Agatha Christie’s most exotic murder mystery, reissued with a striking new cover designed to appeal to the latest generation of Agatha Christie fans and book lovers. Download PDF Buy at Amazon. AGATHA CHRISTIE € € €CHAPTER 1 € €IN THE CORNER of a first-class smoking carriage, Mr. Justice Wargrave, lately€retired from the bench, puffed at a cigar and ran an interested eye through the€political news in the Times. €He laid the paper down and glanced out of the window. They were running now €through Somerset.

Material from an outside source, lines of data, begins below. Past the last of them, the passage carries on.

//! Runs [`PolygonFeatureSync`] fetches as tasks on the current thread.
//!
//! The driver owns the state machine. Commands arrive through a
//! [`SyncHandle`]; every fetch the machine asks for is spawned onto a local
//! [`JoinSet`], so completions are applied one at a time between commands. A
//! fetch task that panics still completes its request, as a failure. `run`
//! must be polled inside a [`tokio::task::LocalSet`].

use std::collections::HashMap;
use std::rc::Rc;

use polymap_map::MapSurface;
use tokio::sync::{mpsc, oneshot};
use tokio::task::{self, JoinSet};

use super::{FetchOutcome, FetchRequest, PolygonFeatureSync};
use crate::draw::{DrawController, DrawEvent};
use crate::error::{DriverStopped, QueryError, SyncError};
use crate::model::DrawId;
use crate::name::NameProvider;
use crate::overpass::FeatureQuery;

/// Work sent to a running [`SyncDriver`].
#[derive(Debug)]
pub enum Command {
    DrawEvent(DrawEvent),
    ActivateDraw,
    DeleteDraw(DrawId),
    RetryCreate(DrawId),
    ZoomToFeature {
        feature_id: String,
        polygon_id: Option<DrawId>,
        reply: oneshot::Sender<bool>,
    },
}

/// Cloneable sender of [`Command`]s. The driver stops once every handle is
/// dropped and every fetch task has finished.
#[derive(Debug, Clone)]
pub struct SyncHandle {
    tx: mpsc::UnboundedSender<Command>,
}

impl SyncHandle {
    fn send(&self, command: Command) -> Result<(), DriverStopped> {
        self.tx.send(command).map_err(|_| DriverStopped)
    }

    /// Forward a draw controller event.
    pub fn draw_event(&self, event: DrawEvent) -> Result<(), DriverStopped> {
        self.send(Command::DrawEvent(event))
    }

    pub fn activate_draw(&self) -> Result<(), DriverStopped> {
        self.send(Command::ActivateDraw)
    }

    pub fn delete_draw(&self, id: DrawId) -> Result<(), DriverStopped> {
        self.send(Command::DeleteDraw(id))
    }

    pub fn retry_create(&self, id: DrawId) -> Result<(), DriverStopped> {
        self.send(Command::RetryCreate(id))
    }

    /// Frame a fetched feature. Resolves to whether it was found.
    pub async fn zoom_to_feature(
        &self,
        feature_id: impl Into<String>,
        polygon_id: Option<DrawId>,
    ) -> Result<bool, DriverStopped> {
        let (reply, response) = oneshot::channel();
        self.send(Command::ZoomToFeature {
            feature_id: feature_id.into(),
            polygon_id,
            reply,
        })?;
        response.await.map_err(|_| DriverStopped)
    }
}

/// Executes a [`PolygonFeatureSync`] against a query service and a name
/// provider.
pub struct SyncDriver<S, D, Q, N> {
    sync: PolygonFeatureSync<S, D>,
    query: Rc<Q>,
    names: Rc<N>,
    commands: mpsc::UnboundedReceiver<Command>,
}

impl<S, D, Q, N> SyncDriver<S, D, Q, N>
where
    S: MapSurface,
    D: DrawController,
    Q: FeatureQuery + 'static,
    N: NameProvider + 'static,
{
    pub fn new(sync: PolygonFeatureSync<S, D>, query: Q, names: N) -> (Self, SyncHandle) {
        let (tx, commands) = mpsc::unbounded_channel();
        let driver = Self {
            sync,
            query: Rc::new(query),
            names: Rc::new(names),
            commands,
        };
        (driver, SyncHandle { tx })
    }

    /// The machine, for subscribing to its feeds before `run`.
    pub fn sync(&self) -> &PolygonFeatureSync<S, D> {
        &self.sync
    }

    /// Process commands and completions until every handle is dropped and
    /// nothing is in flight. Returns the machine in its final state.
    pub async fn run(self) -> PolygonFeatureSync<S, D> {
        let Self {
            mut sync,
            query,
            names,
            mut commands,
        } = self;
        let mut fetches = JoinSet::new();
        let mut in_flight: HashMap<task::Id, FetchRequest> = HashMap::new();
        let mut open = true;

        log::debug!("Sync driver started");
        while open || !fetches.is_empty() {
            tokio::select! {
                command = commands.recv(), if open => match command {
                    Some(command) => {
                        for request in apply(&mut sync, command) {
                            let spawned = fetches.spawn_local(fetch(
                                request.clone(),
                                Rc::clone(&query),
                                Rc::clone(&names),
                            ));
                            in_flight.insert(spawned.id(), request);
                        }
                    }
                    None => {
                        log::debug!("All sync handles dropped, draining {} fetches", fetches.len());
                        open = false;
                    }
                },
                Some(joined) = fetches.join_next_with_id(), if !fetches.is_empty() => {
                    let outcome = match joined {
                        Ok((id, outcome)) => {
                            in_flight.remove(&id);
                            Some(outcome)
                        }
                        Err(e) => match in_flight.remove(&e.id()) {
                            Some(request) => {
                                log::error!(
                                    "Fetch {:?} for {} failed: {}",
                                    request.ticket(),
                                    request.feature().id,
                                    e
                                );
                                Some(failed(request, e.to_string()))
                            }
                            None => {
                                log::error!("Untracked fetch task failed: {}", e);
                                None
                            }
                        },
                    };
                    if let Some(outcome) = outcome {
                        sync.complete(outcome);
                    }
                }
            }
        }

        log::debug!("Sync driver stopped with {} records", sync.len());
        sync
    }
}

fn apply<S: MapSurface, D: DrawController>(
    sync: &mut PolygonFeatureSync<S, D>,
    command: Command,
) -> Vec<FetchRequest> {
    match command {
        Command::DrawEvent(event) => sync.handle_draw_event(event),
        Command::ActivateDraw => {
            sync.activate_draw();
            Vec::new()
        }
        Command::DeleteDraw(id) => {
            sync.delete_draw(&id);
            Vec::new()
        }
        Command::RetryCreate(id) => sync.retry_create(&id).into_iter().collect(),
        Command::ZoomToFeature {
            feature_id,
            polygon_id,
            reply,
        } => {
            let found = sync.zoom_to_feature(&feature_id, polygon_id.as_ref());
            // The caller may have stopped waiting.
            let _ = reply.send(found);
            Vec::new()
        }
    }
}

async fn fetch<Q, N>(request: FetchRequest, query: Rc<Q>, names: Rc<N>) -> FetchOutcome
where
    Q: FeatureQuery,
    N: NameProvider,
{
    match request {
        FetchRequest::Create { ticket, feature } => {
            let (name, features) = tokio::join!(
                names.name_for(&feature),
                query.query_features(&feature.geometry)
            );
            let result = match (name, features) {
                (None, _) => Err(SyncError::NameCancelled),
                (Some(_), Err(e)) => Err(SyncError::Query(e)),
                (Some(name), Ok(features)) => Ok((name, features)),
            };
            FetchOutcome::Create {
                ticket,
                feature,
                result,
            }
        }
        FetchRequest::Update { ticket, feature } => {
            let result = query.query_features(&feature.geometry).await;
            FetchOutcome::Update {
                ticket,
                feature,
                result,
            }
        }
    }
}

/// Outcome for a request whose task never produced one.
fn failed(request: FetchRequest, reason: String) -> FetchOutcome {
    let error = QueryError::TaskFailed(reason);
    match request {
        FetchRequest::Create { ticket, feature } => FetchOutcome::Create {
            ticket,
            feature,
            result: Err(SyncError::Query(error)),
        },
        FetchRequest::Update { ticket, feature } => FetchOutcome::Update {
            ticket,
            feature,
            result: Err(error),
        },
    }
}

Agatha Christie, known as the ‘Queen of Crime’, was a renowned English writer who wrote over 66 detective novels. She is best known as the creator of Belgian detective Hercule Poirot and village lady Miss Marple. She is credited for writing world’s longest running play ‘The Mousetrap’. Her first successful publication was ‘The Mysterious Affair at Styles’ that introduced the character of Poirot. According to Index Translationum, her books have been translated into 103 different languages, and her works rank third rank after the works of William Shakespeare and the Bible, as the world’s most widely published books.
Her novel ‘And Then There Were None’ deserves special mention as her best-selling novel. Around 100 million copies of this novel have been sold till now. For her noteworthy contribution in the field of detective stories, she received several awards, such as, Grand Master Award and an Edgar Award. A number of films, television series, video games and comics have been made based on her stories. Her created character Poirot is the only fictional character for which The New York Times published an obituary, which is a clear indication of the character’s popularity.

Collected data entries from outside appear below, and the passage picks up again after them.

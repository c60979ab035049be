//! Data models for polygons, fetched features and the change feed.

mod change;
mod draw;
mod feature;
mod record;

pub use change::{ChangeKind, FailureKind, FeaturesChangeEvent, FeaturesData, SyncFailure};
pub use draw::{DrawFeature, DrawId};
pub use feature::{FeatureSet, InvalidFeature, TaggedFeature};
pub use record::{FetchTicket, PolygonRecord};
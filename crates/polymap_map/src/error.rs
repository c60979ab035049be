use thiserror::Error;

#[derive(Debug, Clone, PartialEq, Eq, Error)]
pub enum SurfaceError {
    #[error("Source already exists: {0}")]
    DuplicateSource(String),

    #[error("Source not found: {0}")]
    SourceNotFound(String),

    #[error("Layer already exists: {0}")]
    DuplicateLayer(String),

    #[error("Layer not found: {0}")]
    LayerNotFound(String),

    #[error("Layer '{layer}' references missing source '{source_id}'")]
    MissingLayerSource { layer: String, source_id: String },
}

pub type Result<T> = std::result::Result<T, SurfaceError>;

Agatha Mary Clarissa Miller was born in Torquay, Devon, in the United Kingdom, the daughter of a wealthy American stockbroker. Her father died when she was eleven years old.
Her mother taught her at home, encouraging her to write at a very young age. At the age of 16, she went to Mrs. Dryden's finishing school in Paris to study singing and piano. In 1914, at age 24, she married Colonel Archibald Christie, an aviator in the Royal Flying Corps. While he went away to war, she worked as a nurse and wrote her first novel, The Mysterious Affair at Styles (1920), which wasn't published until four years later. When her husband came back from the war, they had a daughter. In 1928 she divorced her husband, who had been having an affair.

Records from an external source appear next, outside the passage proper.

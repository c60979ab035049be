//! Labels and feature overlays rendered onto a [`MapSurface`].
//!
//! Every artifact gets an id from an allocator owned by the [`MapOverlay`],
//! so ids are unique for the overlay's lifetime and never collide with the
//! draw controller's ids. A label is one point source plus one symbol layer;
//! a feature overlay is one collection source plus a fill and a symbol layer,
//! both colored by a categorical property.

use std::fmt;

use geojson::{Feature, FeatureCollection, GeoJson, Geometry, JsonObject, Value as GeoValue};
use polymap_geo::{color_for_label, LngLat};
use serde_json::{json, Value};

use crate::error::Result;
use crate::surface::{LayerKind, LayerSpec, MapSurface};

/// Label text size in pixels.
pub const LABEL_TEXT_SIZE: f64 = 16.0;

/// Label text color.
pub const LABEL_TEXT_COLOR: &str = "#2563eb";

/// Feature name text size in pixels.
pub const FEATURE_TEXT_SIZE: f64 = 12.0;

/// Halo color behind all overlay text.
pub const HALO_COLOR: &str = "#fff";

/// Handle to a rendered label.
#[derive(Debug, Clone, Copy, PartialEq, Eq, Hash)]
pub struct LabelId(u64);

impl LabelId {
    /// Id of the backing source, shared by the symbol layer.
    pub fn source_id(self) -> String {
        format!("label-{}", self.0)
    }
}

impl fmt::Display for LabelId {
    fn fmt(&self, f: &mut fmt::Formatter<'_>) -> fmt::Result {
        write!(f, "label-{}", self.0)
    }
}

/// Handle to a rendered fill + symbol layer pair.
#[derive(Debug, Clone, Copy, PartialEq, Eq, Hash)]
pub struct OverlayId(u64);

impl OverlayId {
    /// Id of the backing feature collection source.
    pub fn source_id(self) -> String {
        format!("feature-{}", self.0)
    }

    /// Id of the fill layer.
    pub fn fill_layer_id(self) -> String {
        format!("fill-feature-{}", self.0)
    }

    /// Id of the symbol layer.
    pub fn symbol_layer_id(self) -> String {
        format!("symbol-feature-{}", self.0)
    }
}

impl fmt::Display for OverlayId {
    fn fmt(&self, f: &mut fmt::Formatter<'_>) -> fmt::Result {
        write!(f, "feature-{}", self.0)
    }
}

/// Partial update for [`MapOverlay::update_label`].
#[derive(Debug, Clone, Default, PartialEq)]
pub struct LabelUpdate {
    /// New anchor position
    pub position: Option<LngLat>,
    /// New text
    pub text: Option<String>,
}

impl LabelUpdate {
    /// Move the label only.
    pub fn position(position: LngLat) -> Self {
        Self {
            position: Some(position),
            text: None,
        }
    }

    /// Change the text only.
    pub fn text(text: impl Into<String>) -> Self {
        Self {
            position: None,
            text: Some(text.into()),
        }
    }
}

/// Styling choices for feature overlays.
#[derive(Debug, Clone, PartialEq, Eq)]
pub struct OverlayStyle {
    /// Feature property whose value selects the color
    pub category_key: String,
    /// Color for features whose category is not listed
    pub fallback_color: String,
}

impl Default for OverlayStyle {
    fn default() -> Self {
        Self {
            category_key: "amenity".to_string(),
            fallback_color: "black".to_string(),
        }
    }
}

/// Build the categorical color expression for a feature set.
///
/// Produces `["match", ["get", key], value1, color1, ..., fallback]` with one
/// pair per distinct value of `key`, in first-seen order. Features without a
/// string value for `key` are not listed. When no value is found the fallback
/// color is returned on its own.
pub fn category_color_expression(features: &[Feature], key: &str, fallback: &str) -> Value {
    let mut categories: Vec<&str> = Vec::new();
    for value in features
        .iter()
        .filter_map(|f| f.properties.as_ref()?.get(key)?.as_str())
    {
        if !categories.contains(&value) {
            categories.push(value);
        }
    }

    if categories.is_empty() {
        return Value::String(fallback.to_string());
    }

    let mut expression = vec![json!("match"), json!(["get", key])];
    for category in categories {
        expression.push(json!(category));
        expression.push(json!(color_for_label(category).to_string()));
    }
    expression.push(json!(fallback));
    Value::Array(expression)
}

/// Creates and removes labels and feature overlays on a surface.
#[derive(Debug)]
pub struct MapOverlay<S> {
    surface: S,
    style: OverlayStyle,
    next_label: u64,
    next_overlay: u64,
}

impl<S: MapSurface> MapOverlay<S> {
    /// Wrap a surface with the default style.
    pub fn new(surface: S) -> Self {
        Self::with_style(surface, OverlayStyle::default())
    }

    /// Wrap a surface with a custom style.
    pub fn with_style(surface: S, style: OverlayStyle) -> Self {
        Self {
            surface,
            style,
            next_label: 0,
            next_overlay: 0,
        }
    }

    /// The underlying surface.
    pub fn surface(&self) -> &S {
        &self.surface
    }

    /// Mutable access to the underlying surface (viewport, cursor).
    pub fn surface_mut(&mut self) -> &mut S {
        &mut self.surface
    }

    /// Current style.
    pub fn style(&self) -> &OverlayStyle {
        &self.style
    }

    /// Place a text label at `position`.
    pub fn add_label(&mut self, position: LngLat, text: &str) -> Result<LabelId> {
        self.next_label += 1;
        let id = LabelId(self.next_label);
        let source_id = id.source_id();

        self.surface
            .add_source(&source_id, label_feature(position, text))?;

        let layer = LayerSpec::new(&source_id, &source_id, LayerKind::Symbol)
            .layout(json!({
                "text-field": ["get", "text"],
                "text-anchor": "center",
                "text-size": LABEL_TEXT_SIZE,
            }))
            .paint(json!({
                "text-color": LABEL_TEXT_COLOR,
                "text-halo-color": HALO_COLOR,
                "text-halo-width": 2,
            }));

        if let Err(e) = self.surface.add_layer(layer) {
            if let Err(cleanup) = self.surface.remove_source(&source_id) {
                log::warn!("Failed to clean up source {}: {}", source_id, cleanup);
            }
            return Err(e);
        }

        log::debug!("Added {} at ({}, {})", id, position.lng, position.lat);
        Ok(id)
    }

    /// Patch a live label in place. Returns false, without changing anything,
    /// if the label does not exist.
    pub fn update_label(&mut self, id: LabelId, update: LabelUpdate) -> bool {
        let source_id = id.source_id();
        let mut feature = match self.surface.source_data(&source_id) {
            Some(GeoJson::Feature(feature)) => feature.clone(),
            _ => {
                log::debug!("Cannot update {}: no such label", id);
                return false;
            }
        };

        if let Some(text) = update.text {
            feature
                .properties
                .get_or_insert_with(JsonObject::new)
                .insert("text".to_string(), Value::String(text));
        }
        if let Some(position) = update.position {
            feature.geometry = Some(Geometry::new(GeoValue::Point(position.to_position())));
        }

        self.surface
            .set_source_data(&source_id, GeoJson::Feature(feature))
            .is_ok()
    }

    /// Remove a label's layer and source. Removing the same id twice fails.
    pub fn remove_label(&mut self, id: LabelId) -> Result<()> {
        let source_id = id.source_id();
        self.surface.remove_layer(&source_id)?;
        self.surface.remove_source(&source_id)?;
        log::debug!("Removed {}", id);
        Ok(())
    }

    /// Render a feature set as a categorical fill layer and a name layer.
    pub fn add_feature_overlay(&mut self, features: Vec<Feature>) -> Result<OverlayId> {
        self.next_overlay += 1;
        let id = OverlayId(self.next_overlay);
        let source_id = id.source_id();

        let colors = category_color_expression(
            &features,
            &self.style.category_key,
            &self.style.fallback_color,
        );
        let count = features.len();

        self.surface.add_source(
            &source_id,
            GeoJson::FeatureCollection(FeatureCollection {
                bbox: None,
                features,
                foreign_members: None,
            }),
        )?;

        let fill = LayerSpec::new(id.fill_layer_id(), &source_id, LayerKind::Fill)
            .paint(json!({ "fill-color": colors }));
        let symbol = LayerSpec::new(id.symbol_layer_id(), &source_id, LayerKind::Symbol)
            .layout(json!({
                "text-field": ["get", "name"],
                "text-anchor": "center",
                "text-size": FEATURE_TEXT_SIZE,
            }))
            .paint(json!({
                "text-color": colors,
                "text-halo-color": HALO_COLOR,
                "text-halo-width": 1,
            }));

        let fill_id = id.fill_layer_id();
        if let Err(e) = self.surface.add_layer(fill) {
            self.roll_back(&source_id, None);
            return Err(e);
        }
        if let Err(e) = self.surface.add_layer(symbol) {
            self.roll_back(&source_id, Some(&fill_id));
            return Err(e);
        }

        log::debug!("Added {} with {} features", id, count);
        Ok(id)
    }

    /// Undo a partially added overlay.
    fn roll_back(&mut self, source_id: &str, fill_id: Option<&str>) {
        if let Some(fill_id) = fill_id {
            if let Err(cleanup) = self.surface.remove_layer(fill_id) {
                log::warn!("Failed to clean up layer {}: {}", fill_id, cleanup);
            }
        }
        if let Err(cleanup) = self.surface.remove_source(source_id) {
            log::warn!("Failed to clean up source {}: {}", source_id, cleanup);
        }
    }

    /// Remove both layers of an overlay, then its source. Every removal is
    /// attempted; the first failure is returned.
    pub fn remove_feature_overlay(&mut self, id: OverlayId) -> Result<()> {
        let results = [
            self.surface.remove_layer(&id.fill_layer_id()),
            self.surface.remove_layer(&id.symbol_layer_id()),
            self.surface.remove_source(&id.source_id()),
        ];
        results.into_iter().collect::<Result<Vec<()>>>()?;
        log::debug!("Removed {}", id);
        Ok(())
    }
}

fn label_feature(position: LngLat, text: &str) -> GeoJson {
    let mut properties = JsonObject::new();
    properties.insert("text".to_string(), Value::String(text.to_string()));

    GeoJson::Feature(Feature {
        bbox: None,
        geometry: Some(Geometry::new(GeoValue::Point(position.to_position()))),
        id: None,
        properties: Some(properties),
        foreign_members: None,
    })
}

In 1930, she married Sir Max Mallowan, an archaeologist and a Catholic. She travelled with her husband's job, and set several of her novels set in the Middle East. Most of her other novels were set in a fictionalized Devon, where she was born. Agatha Christie is credited with developing the 'cozy style' of mystery, which became popular in, and ultimately defined, the Golden Age of fiction in England in the 1920s and '30s, an age of which she is considered to have been Queen. In all, she wrote over 66 novels, numerous short stories and screenplays, and a series of romantic novels using the pen name Mary Westmacott.
She was the single most popular mystery writer of all time. In 1971 she was made a Dame Commander of the Order of the British Empire.